Stored items:
━━━━
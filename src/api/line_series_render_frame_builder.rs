use crate::core::{NameEntry, RankScale, project_rank_points, project_rank_segments};
use crate::error::SurferResult;
use crate::render::{Color, LinePrimitive, RenderFrame, TextPrimitive, TextVAlign};

use super::NameSurferConfig;

/// Appends one name's polyline and per-decade labels.
///
/// Each decade emits the segment to the next decade (if any) followed by the
/// point label, so there are `NDECADES - 1` segments and `NDECADES` labels.
pub(super) fn append_series_primitives(
    frame: &mut RenderFrame,
    entry: &NameEntry,
    color: Color,
    scale: RankScale,
    config: &NameSurferConfig,
) -> SurferResult<()> {
    let points = project_rank_points(entry, scale, frame.viewport)?;
    let mut segments = project_rank_segments(&points).into_iter();

    for point in &points {
        if let Some(segment) = segments.next() {
            frame.push(LinePrimitive::new(
                segment.x1,
                segment.y1,
                segment.x2,
                segment.y2,
                config.series_stroke_width,
                color,
            ));
        }
        frame.push(TextPrimitive::new(
            entry.point_label(point.rank),
            point.x,
            point.y,
            config.name_label_font_px,
            color,
            TextVAlign::Baseline,
        ));
    }

    Ok(())
}

/// Number of primitives one series contributes to a frame.
#[must_use]
pub const fn series_primitive_count() -> usize {
    2 * crate::core::NDECADES - 1
}
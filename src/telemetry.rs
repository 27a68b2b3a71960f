//! Telemetry helpers for hosts embedding `namesurfer`.
//!
//! The library only emits `tracing` events. Installing a subscriber is left to
//! the host, either through `init_default_tracing` or its own setup.

/// Initializes a compact `tracing` subscriber when the `telemetry` feature is enabled.
///
/// The filter is read from `RUST_LOG` and falls back to `info`.
/// Returns `false` when the feature is disabled or a global subscriber is
/// already installed.
#[must_use]
pub fn init_default_tracing() -> bool {
    #[cfg(feature = "telemetry")]
    {
        let builder = tracing_subscriber::fmt()
            .with_env_filter(
                tracing_subscriber::EnvFilter::try_from_default_env()
                    .unwrap_or_else(|_| tracing_subscriber::EnvFilter::new("info")),
            )
            .with_target(false)
            .with_writer(std::io::stderr)
            .compact();

        return builder.try_init().is_ok();
    }

    #[cfg(not(feature = "telemetry"))]
    {
        false
    }
}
━━━━
## Assigned task
Each line of the records above that contains the word "LinePrimitive" should be counted; give the resulting number without further words.

## Solution to this exercise
2